▶ [TASK STATEMENT]
Search the lines of the records for the word "static", and copy every line that has it.

▶ [Saved entries]

※ ※ ※

//! Artifact storage with per-request unique naming.
//!
//! Generated QR codes and downloaded media land in one directory that is
//! served read-only under `/static`. The directory is the only shared
//! resource in the service, so every write goes to a fresh random file name;
//! two concurrent requests can never race on the same path.

use std::path::{Path, PathBuf};

use base64::Engine as _;
use tokio::fs;

use crate::domain::integrations::IntegrationError;

/// Length of random bytes before base64 encoding.
const ID_LENGTH_BYTES: usize = 9;

/// Generates a random URL-safe artifact id.
///
/// Uses `getrandom` for entropy and encodes the result as URL-safe base64
/// without padding, producing a 12-character id.
///
/// # Panics
///
/// Panics if the system random number generator fails (extremely rare).
pub fn artifact_id() -> String {
    let mut buffer = [0u8; ID_LENGTH_BYTES];

    getrandom::fill(&mut buffer).expect("Failed to generate random bytes");

    base64::engine::general_purpose::URL_SAFE_NO_PAD.encode(buffer)
}

/// Reference to a stored artifact.
#[derive(Debug, Clone)]
pub struct StoredArtifact {
    /// File name inside the artifact directory.
    pub file_name: String,
    /// URL path under which the artifact is served.
    pub public_path: String,
}

/// Filesystem destination for generated and downloaded artifacts.
///
/// Callers either hand over finished bytes ([`ArtifactStore::store`]) or
/// reserve a unique path and stream into it themselves (the media fetcher
/// does the latter). File names follow `<prefix>-<id>.<extension>`; the
/// extension must already be sanitized by the caller.
pub struct ArtifactStore {
    root: PathBuf,
}

impl ArtifactStore {
    /// Creates the store, ensuring the root directory exists.
    pub fn new(root: impl Into<PathBuf>) -> std::io::Result<Self> {
        let root = root.into();
        std::fs::create_dir_all(&root)?;
        Ok(Self { root })
    }

    pub fn root(&self) -> &Path {
        &self.root
    }

    /// Produces a fresh unique file name for an artifact.
    pub fn unique_name(&self, prefix: &str, extension: &str) -> String {
        format!("{}-{}.{}", prefix, artifact_id(), extension)
    }

    /// Absolute path of an artifact inside the store.
    pub fn path_for(&self, file_name: &str) -> PathBuf {
        self.root.join(file_name)
    }

    /// URL path under which an artifact is served.
    pub fn public_path(&self, file_name: &str) -> String {
        format!("/static/{}", file_name)
    }

    /// Writes finished bytes under a fresh unique name.
    ///
    /// # Errors
    ///
    /// Returns [`IntegrationError::Unavailable`] when the write fails; the
    /// store is treated like any other capability backend at the handler
    /// boundary.
    pub async fn store(
        &self,
        prefix: &str,
        extension: &str,
        bytes: &[u8],
    ) -> Result<StoredArtifact, IntegrationError> {
        let file_name = self.unique_name(prefix, extension);
        let path = self.path_for(&file_name);

        fs::write(&path, bytes)
            .await
            .map_err(|e| IntegrationError::unavailable("artifact store", e.to_string()))?;

        tracing::debug!(file = %file_name, bytes = bytes.len(), "artifact stored");

        Ok(StoredArtifact {
            public_path: self.public_path(&file_name),
            file_name,
        })
    }

    /// Best-effort removal of an artifact (used for aborted downloads).
    ///
    /// A missing file is not an error: the transfer may have failed before
    /// anything was written.
    pub async fn discard(&self, file_name: &str) {
        let path = self.path_for(file_name);
        match fs::remove_file(&path).await {
            Ok(()) => {}
            Err(e) if e.kind() == std::io::ErrorKind::NotFound => {}
            Err(e) => {
                tracing::warn!(file = %file_name, error = %e, "failed to remove partial artifact");
            }
        }
    }

    /// Whether the artifact directory is usable.
    ///
    /// Used by the health check endpoint.
    pub async fn health_check(&self) -> bool {
        fs::metadata(&self.root)
            .await
            .map(|m| m.is_dir())
            .unwrap_or(false)
    }
}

※ ※ ※

▶ [SOLUTION]
//! served read-only under `/static`. The directory is the only shared
        format!("/static/{}", file_name)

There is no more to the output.